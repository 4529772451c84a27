//! # verso-storage
//!
//! Page model and versioning strategies for VersoDB.
//!
//! VersoDB never rewrites a page in place. Each commit appends *fragments*
//! (possibly partial page images) and the configured [`Versioning`]
//! strategy decides which prior fragments a reader must fetch, how they
//! fold back into one complete page, and which entries the next commit has
//! to persist so that every revision inside the configured window stays
//! reconstructible.
//!
//! ## Example
//!
//! ```rust
//! use verso_common::types::{PageKey, Revision};
//! use verso_storage::page::{KeyValuePage, PageKind};
//! use verso_storage::trx::SnapshotTrx;
//! use verso_storage::versioning::Versioning;
//!
//! # fn main() -> verso_common::error::VersoResult<()> {
//! let mut fragment = KeyValuePage::new(PageKey::new(1), PageKind::Records, None, 512);
//! fragment.put_record(4_u64, "payload".to_owned())?;
//!
//! let strategy = Versioning::Full;
//! let plan = strategy.fetch_plan(Revision::new(3), 4);
//! assert_eq!(plan, vec![Revision::new(3)]);
//!
//! let trx = SnapshotTrx::new(Revision::new(3));
//! let page = strategy.combine_for_read(vec![fragment], 4, &trx)?;
//! assert_eq!(page.record(&4), Some(&"payload".to_owned()));
//! # Ok(())
//! # }
//! ```

#![warn(missing_docs)]
#![warn(clippy::all)]

pub mod config;
pub mod page;
pub mod trx;
pub mod versioning;

pub use config::ResourceConfig;
pub use page::{KeyValuePage, PageContainer, PageKind, PageReference};
pub use trx::{PageReadTrx, SnapshotTrx};
pub use versioning::Versioning;
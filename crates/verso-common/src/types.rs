//! Core identifier types for VersoDB.
//!
//! These types provide type-safe wrappers around numeric identifiers,
//! preventing accidental misuse of different ID kinds.

use serde::{Deserialize, Serialize};
use std::fmt;

/// Page key - identifies a logical page across all revisions.
///
/// Every fragment ever written for the same logical page carries the same
/// page key; the versioning layer folds those fragments back into a single
/// page.
///
/// # Example
///
/// ```rust
/// use verso_common::types::PageKey;
///
/// let page = PageKey::new(42);
/// assert_eq!(page.as_u64(), 42);
/// ```
#[derive(Clone, Copy, PartialEq, Eq, PartialOrd, Ord, Hash, Serialize, Deserialize)]
#[repr(transparent)]
pub struct PageKey(u64);

impl PageKey {
    /// Invalid page key, used as a sentinel value.
    pub const INVALID: Self = Self(u64::MAX);

    /// First valid page key.
    pub const FIRST: Self = Self(0);

    /// Creates a new `PageKey` from a raw u64 value.
    #[inline]
    #[must_use]
    pub const fn new(key: u64) -> Self {
        Self(key)
    }

    /// Returns the raw u64 value.
    #[inline]
    #[must_use]
    pub const fn as_u64(self) -> u64 {
        self.0
    }

    /// Checks if this is a valid page key.
    #[inline]
    #[must_use]
    pub const fn is_valid(self) -> bool {
        self.0 != Self::INVALID.0
    }

    /// Creates a PageKey from bytes (little-endian).
    #[inline]
    #[must_use]
    pub fn from_le_bytes(bytes: [u8; 8]) -> Self {
        Self(u64::from_le_bytes(bytes))
    }

    /// Converts to bytes (little-endian).
    #[inline]
    #[must_use]
    pub fn to_le_bytes(self) -> [u8; 8] {
        self.0.to_le_bytes()
    }
}

impl fmt::Debug for PageKey {
    fn fmt(&self, f: &mut fmt::Formatter<'_>) -> fmt::Result {
        if *self == Self::INVALID {
            write!(f, "PageKey(INVALID)")
        } else {
            write!(f, "PageKey({})", self.0)
        }
    }
}

impl fmt::Display for PageKey {
    fn fmt(&self, f: &mut fmt::Formatter<'_>) -> fmt::Result {
        write!(f, "{}", self.0)
    }
}

impl From<u64> for PageKey {
    #[inline]
    fn from(key: u64) -> Self {
        Self::new(key)
    }
}

impl From<PageKey> for u64 {
    #[inline]
    fn from(key: PageKey) -> Self {
        key.0
    }
}

/// Revision number - identifies one committed snapshot of the database.
///
/// Revisions are non-negative and monotonically increasing: every commit
/// produces the next revision. Fetch plans walk backwards from a revision,
/// saturating at revision 0.
///
/// # Example
///
/// ```rust
/// use verso_common::types::Revision;
///
/// let rev = Revision::new(5);
/// assert_eq!(rev.next().as_u32(), 6);
/// assert_eq!(rev.back(10), Revision::new(0));
/// ```
#[derive(Clone, Copy, PartialEq, Eq, PartialOrd, Ord, Hash, Serialize, Deserialize)]
#[repr(transparent)]
pub struct Revision(u32);

impl Revision {
    /// The initial revision, produced by the very first commit.
    pub const FIRST: Self = Self(0);

    /// Creates a new `Revision` from a raw u32 value.
    #[inline]
    #[must_use]
    pub const fn new(revision: u32) -> Self {
        Self(revision)
    }

    /// Returns the raw u32 value.
    #[inline]
    #[must_use]
    pub const fn as_u32(self) -> u32 {
        self.0
    }

    /// Returns the next revision.
    #[inline]
    #[must_use]
    pub const fn next(self) -> Self {
        Self(self.0.saturating_add(1))
    }

    /// Returns the revision `steps` commits back, saturating at 0.
    #[inline]
    #[must_use]
    pub const fn back(self, steps: u32) -> Self {
        Self(self.0.saturating_sub(steps))
    }

    /// Returns the most recent revision at or before `self` that is a
    /// multiple of `period`.
    ///
    /// Used by the differential strategy to locate the last full dump.
    #[inline]
    #[must_use]
    pub const fn align_down(self, period: u32) -> Self {
        Self(self.0 - self.0 % period)
    }

    /// Checks whether this revision falls on a `period` boundary.
    #[inline]
    #[must_use]
    pub const fn is_multiple_of(self, period: u32) -> bool {
        self.0 % period == 0
    }
}

impl fmt::Debug for Revision {
    fn fmt(&self, f: &mut fmt::Formatter<'_>) -> fmt::Result {
        write!(f, "Revision({})", self.0)
    }
}

impl fmt::Display for Revision {
    fn fmt(&self, f: &mut fmt::Formatter<'_>) -> fmt::Result {
        write!(f, "{}", self.0)
    }
}

impl From<u32> for Revision {
    #[inline]
    fn from(revision: u32) -> Self {
        Self::new(revision)
    }
}

impl From<Revision> for u32 {
    #[inline]
    fn from(revision: Revision) -> Self {
        revision.0
    }
}
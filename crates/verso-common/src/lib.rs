//! # verso-common
//!
//! Common types, errors, and constants for VersoDB.
//!
//! This crate provides the foundational pieces shared by the storage and
//! cache layers:
//!
//! - **Types**: core identifiers (`PageKey`, `Revision`)
//! - **Errors**: unified error handling with `VersoError`
//! - **Constants**: system-wide capacities and defaults
//!
//! ## Example
//!
//! ```rust
//! use verso_common::types::{PageKey, Revision};
//! use verso_common::error::VersoResult;
//!
//! fn example() -> VersoResult<()> {
//!     let page = PageKey::new(42);
//!     let revision = Revision::new(7);
//!     assert!(page.is_valid());
//!     assert_eq!(revision.next().as_u32(), 8);
//!     Ok(())
//! }
//! ```

#![warn(missing_docs)]
#![warn(clippy::all)]

pub mod constants;
pub mod error;
pub mod types;

pub use constants::*;
pub use error::{VersoError, VersoResult};
pub use types::{PageKey, Revision};
//! Versioning strategies for record-page reconstruction.
//!
//! Every commit serializes only a *delta* of each touched page. A
//! [`Versioning`] strategy defines the other half of that bargain: which
//! prior fragments a reader fetches ([`Versioning::fetch_plan`]), how the
//! fragments fold back into one complete page
//! ([`Versioning::combine_for_read`]), and which entries the writer must
//! persist next so every revision inside the window stays reconstructible
//! ([`Versioning::combine_for_modify`]).
//!
//! All folds walk fragments newest-first with first-writer-wins semantics:
//! the first value installed under a key is kept, and a fold stops once
//! the output page reaches its entry capacity. Record entries and
//! page-reference entries form disjoint keyspaces and fold independently.
//!
//! The strategies trade read amplification against write amplification:
//!
//! | Strategy          | Fragments read    | Written per commit            |
//! |-------------------|-------------------|-------------------------------|
//! | `Full`            | 1                 | whole page                    |
//! | `Differential`    | ≤ 2               | all changes since full dump   |
//! | `Incremental`     | ≤ w               | changed keys (+ periodic dump)|
//! | `SlidingSnapshot` | ≤ w               | changed keys + rescued keys   |

use serde::{Deserialize, Serialize};

use verso_common::error::{VersoError, VersoResult};
use verso_common::types::Revision;

use crate::page::{
    EntryKind, KeyValuePage, PageContainer, PageReference, RecordEntries, ReferenceEntries,
};
use crate::trx::PageReadTrx;

/// The closed family of page-versioning strategies.
///
/// The selection is immutable per database: fragments written under one
/// strategy are only reconstructible under the same strategy.
#[derive(Debug, Clone, Copy, PartialEq, Eq, Hash, Serialize, Deserialize)]
pub enum Versioning {
    /// Dump the complete page on every commit.
    ///
    /// Zero read amplification, maximal write amplification; a reader
    /// needs exactly one fragment.
    Full,
    /// Write all changes since the last full dump; every `w`-th revision
    /// writes a full dump.
    ///
    /// A reader needs at most two fragments: the latest delta and the
    /// last full dump.
    Differential,
    /// Write only the keys changed in each revision; every `w`-th commit
    /// writes a full redundant dump that bounds the reconstruction chain.
    Incremental,
    /// Write the keys changed in each revision plus the keys the sliding
    /// window is about to drop.
    ///
    /// No periodic full dump: each commit rescues exactly the entries
    /// whose only surviving copy sits in the fragment that ages out of
    /// the window at this commit.
    SlidingSnapshot,
}

impl Versioning {
    /// Returns the revision roots whose fragments must be loaded to
    /// reconstruct a page at `previous_revision`, ordered newest-first.
    ///
    /// `revs_to_restore` is the window `w` configured at database
    /// creation (`w >= 1`).
    pub fn fetch_plan(&self, previous_revision: Revision, revs_to_restore: u32) -> Vec<Revision> {
        debug_assert!(revs_to_restore >= 1);
        match self {
            Self::Full => vec![previous_revision],
            Self::Differential => {
                let last_full_dump = previous_revision.align_down(revs_to_restore);
                if last_full_dump == previous_revision {
                    vec![previous_revision]
                } else {
                    vec![previous_revision, last_full_dump]
                }
            }
            Self::Incremental | Self::SlidingSnapshot => {
                let newest = previous_revision.as_u32();
                let oldest = newest.saturating_sub(revs_to_restore - 1);
                (oldest..=newest).rev().map(Revision::new).collect()
            }
        }
    }

    /// Folds `fragments` (in [`Versioning::fetch_plan`] order) into a
    /// single page suitable for reading.
    ///
    /// The result is marked dirty iff more than one fragment contributed.
    /// `_trx` is the transaction context carried through to page
    /// factories; the fold itself never consults it.
    pub fn combine_for_read<K, V, T>(
        &self,
        fragments: Vec<KeyValuePage<K, V>>,
        revs_to_restore: u32,
        _trx: &T,
    ) -> VersoResult<KeyValuePage<K, V>>
    where
        K: Ord + Clone,
        V: Clone,
        T: PageReadTrx,
    {
        self.validate_fragments(&fragments, revs_to_restore)?;
        match self {
            Self::Full => {
                let mut fragments = fragments;
                fragments
                    .pop()
                    .ok_or_else(|| VersoError::invariant("full versioning expects one fragment"))
            }
            Self::Differential | Self::Incremental | Self::SlidingSnapshot => {
                let newest = &fragments[0];
                let mut page = newest.new_sibling(newest.previous_reference());
                if fragments.len() > 1 {
                    page.set_dirty(true);
                }
                for fragment in &fragments {
                    if page.is_full() {
                        break;
                    }
                    if !fold_missing::<K, V, RecordEntries>(&mut page, fragment) {
                        fold_missing::<K, V, ReferenceEntries>(&mut page, fragment);
                    }
                }
                Ok(page)
            }
        }
    }

    /// Folds `fragments` into a [`PageContainer`]: the complete page for
    /// reading and the page holding the entries that must be persisted as
    /// the next on-disk fragment.
    ///
    /// Both output pages carry `back_ref` as their previous reference.
    /// The owning write transaction applies its own changes to both pages
    /// afterwards; this fold only pre-seeds what the strategy requires for
    /// older revisions to stay reconstructible.
    pub fn combine_for_modify<K, V, T>(
        &self,
        fragments: &[KeyValuePage<K, V>],
        revs_to_restore: u32,
        trx: &T,
        back_ref: PageReference,
    ) -> VersoResult<PageContainer<K, V>>
    where
        K: Ord + Clone,
        V: Clone,
        T: PageReadTrx,
    {
        self.validate_fragments(fragments, revs_to_restore)?;
        let newest = &fragments[0];
        let mut complete = newest.new_sibling(Some(back_ref));
        let mut modified = newest.new_sibling(Some(back_ref));

        match self {
            Self::Full => {
                fold_missing::<K, V, RecordEntries>(&mut complete, newest);
                fold_missing::<K, V, ReferenceEntries>(&mut complete, newest);
                fold_missing::<K, V, RecordEntries>(&mut modified, newest);
                fold_missing::<K, V, ReferenceEntries>(&mut modified, newest);
            }
            Self::Differential => {
                let full_dump = fragments.get(1).unwrap_or(newest);
                let is_full_dump = trx.revision().is_multiple_of(revs_to_restore);

                // The latest delta holds everything changed since the last
                // full dump, so the next delta starts from it.
                fold_missing::<K, V, RecordEntries>(&mut complete, newest);
                fold_missing::<K, V, ReferenceEntries>(&mut complete, newest);
                fold_missing::<K, V, RecordEntries>(&mut modified, newest);
                fold_missing::<K, V, ReferenceEntries>(&mut modified, newest);

                if !complete.is_full()
                    && !differential_fill::<K, V, RecordEntries>(
                        &mut complete,
                        &mut modified,
                        full_dump,
                        is_full_dump,
                    )
                {
                    differential_fill::<K, V, ReferenceEntries>(
                        &mut complete,
                        &mut modified,
                        full_dump,
                        is_full_dump,
                    );
                }
            }
            Self::Incremental => {
                let is_full_dump = fragments.len() == revs_to_restore as usize;
                let mut filled = false;
                for fragment in fragments {
                    if filled {
                        break;
                    }
                    filled = incremental_fill::<K, V, RecordEntries>(
                        &mut complete,
                        &mut modified,
                        fragment,
                        is_full_dump,
                    );
                    if !filled {
                        filled = incremental_fill::<K, V, ReferenceEntries>(
                            &mut complete,
                            &mut modified,
                            fragment,
                            is_full_dump,
                        );
                    }
                }
            }
            Self::SlidingSnapshot => {
                // Tracks the page as reconstructed from every fragment that
                // stays inside the window after this commit.
                let mut reconstructed = newest.new_sibling(Some(back_ref));
                let count = fragments.len();
                let mut filled = false;
                for (index, fragment) in fragments.iter().enumerate() {
                    if filled {
                        break;
                    }
                    let evicting =
                        index == count - 1 && count == revs_to_restore as usize;
                    filled = sliding_fill::<K, V, RecordEntries>(
                        &mut complete,
                        &mut modified,
                        &mut reconstructed,
                        fragment,
                        evicting,
                    );
                    if !filled {
                        filled = sliding_fill::<K, V, ReferenceEntries>(
                            &mut complete,
                            &mut modified,
                            &mut reconstructed,
                            fragment,
                            evicting,
                        );
                    }
                }
            }
        }

        Ok(PageContainer::new(complete, modified))
    }

    /// Checks the fragment list against this strategy's preconditions.
    fn validate_fragments<K, V>(
        &self,
        fragments: &[KeyValuePage<K, V>],
        revs_to_restore: u32,
    ) -> VersoResult<()>
    where
        K: Ord + Clone,
        V: Clone,
    {
        let Some(first) = fragments.first() else {
            return Err(VersoError::invariant("fragment list must not be empty"));
        };
        let max = match self {
            Self::Full => 1,
            Self::Differential => 2,
            Self::Incremental | Self::SlidingSnapshot => revs_to_restore as usize,
        };
        if fragments.len() > max {
            return Err(VersoError::invariant(format!(
                "{:?} versioning accepts at most {} fragments, got {}",
                self,
                max,
                fragments.len()
            )));
        }
        let page_key = first.page_key();
        if fragments
            .iter()
            .any(|fragment| fragment.page_key() != page_key)
        {
            return Err(VersoError::invariant(format!(
                "all fragments must belong to page {}",
                page_key
            )));
        }
        Ok(())
    }
}

/// First-writer-wins fold of one keyspace of `fragment` into `out`,
/// bounded by the output capacity. Returns true once `out` is full.
fn fold_missing<K, V, E>(out: &mut KeyValuePage<K, V>, fragment: &KeyValuePage<K, V>) -> bool
where
    K: Ord + Clone,
    V: Clone,
    E: EntryKind<K, V>,
{
    for (key, value) in E::entries(fragment) {
        if out.is_full() {
            return true;
        }
        if !E::entries(out).contains_key(key) {
            E::entries_mut(out).insert(key.clone(), value.clone());
        }
    }
    out.is_full()
}

/// Differential modify fold: fill `complete` from the full dump, and fill
/// `modified` as well when this commit itself writes a full dump.
fn differential_fill<K, V, E>(
    complete: &mut KeyValuePage<K, V>,
    modified: &mut KeyValuePage<K, V>,
    full_dump: &KeyValuePage<K, V>,
    is_full_dump: bool,
) -> bool
where
    K: Ord + Clone,
    V: Clone,
    E: EntryKind<K, V>,
{
    for (key, value) in E::entries(full_dump) {
        if complete.is_full() {
            return true;
        }
        if !E::entries(complete).contains_key(key) {
            E::entries_mut(complete).insert(key.clone(), value.clone());
        }
        if is_full_dump && !E::entries(modified).contains_key(key) {
            E::entries_mut(modified).insert(key.clone(), value.clone());
        }
    }
    complete.is_full()
}

/// Incremental modify fold: install missing keys into `complete`, and
/// mirror them into `modified` when this commit writes the full dump.
fn incremental_fill<K, V, E>(
    complete: &mut KeyValuePage<K, V>,
    modified: &mut KeyValuePage<K, V>,
    fragment: &KeyValuePage<K, V>,
    is_full_dump: bool,
) -> bool
where
    K: Ord + Clone,
    V: Clone,
    E: EntryKind<K, V>,
{
    for (key, value) in E::entries(fragment) {
        if complete.is_full() {
            return true;
        }
        if !E::entries(complete).contains_key(key) {
            E::entries_mut(complete).insert(key.clone(), value.clone());
            if is_full_dump {
                E::entries_mut(modified).insert(key.clone(), value.clone());
            }
        }
    }
    complete.is_full()
}

/// Sliding-snapshot modify fold.
///
/// Fragments that stay inside the window fold into `reconstructed`; when
/// `evicting` (the fragment ages out of the window at this commit), every
/// key of the fragment not recoverable from `reconstructed` is rescued
/// into `modified`.
fn sliding_fill<K, V, E>(
    complete: &mut KeyValuePage<K, V>,
    modified: &mut KeyValuePage<K, V>,
    reconstructed: &mut KeyValuePage<K, V>,
    fragment: &KeyValuePage<K, V>,
    evicting: bool,
) -> bool
where
    K: Ord + Clone,
    V: Clone,
    E: EntryKind<K, V>,
{
    for (key, value) in E::entries(fragment) {
        if complete.is_full() {
            return true;
        }
        if !evicting && !E::entries(reconstructed).contains_key(key) {
            E::entries_mut(reconstructed).insert(key.clone(), value.clone());
        }
        if !E::entries(complete).contains_key(key) {
            E::entries_mut(complete).insert(key.clone(), value.clone());
        }
        if evicting && !E::entries(reconstructed).contains_key(key) {
            E::entries_mut(modified).insert(key.clone(), value.clone());
        }
    }
    complete.is_full()
}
● ● ● ● ● ● ●
▸ **Directions**
Each line in the listing where the word "strategies" is found is to be copied.

▸ **Solution to the problem**
//! Page model and versioning strategies for VersoDB.
//! Versioning strategies for record-page reconstruction.
//! The strategies trade read amplification against write amplification:
/// The closed family of page-versioning strategies.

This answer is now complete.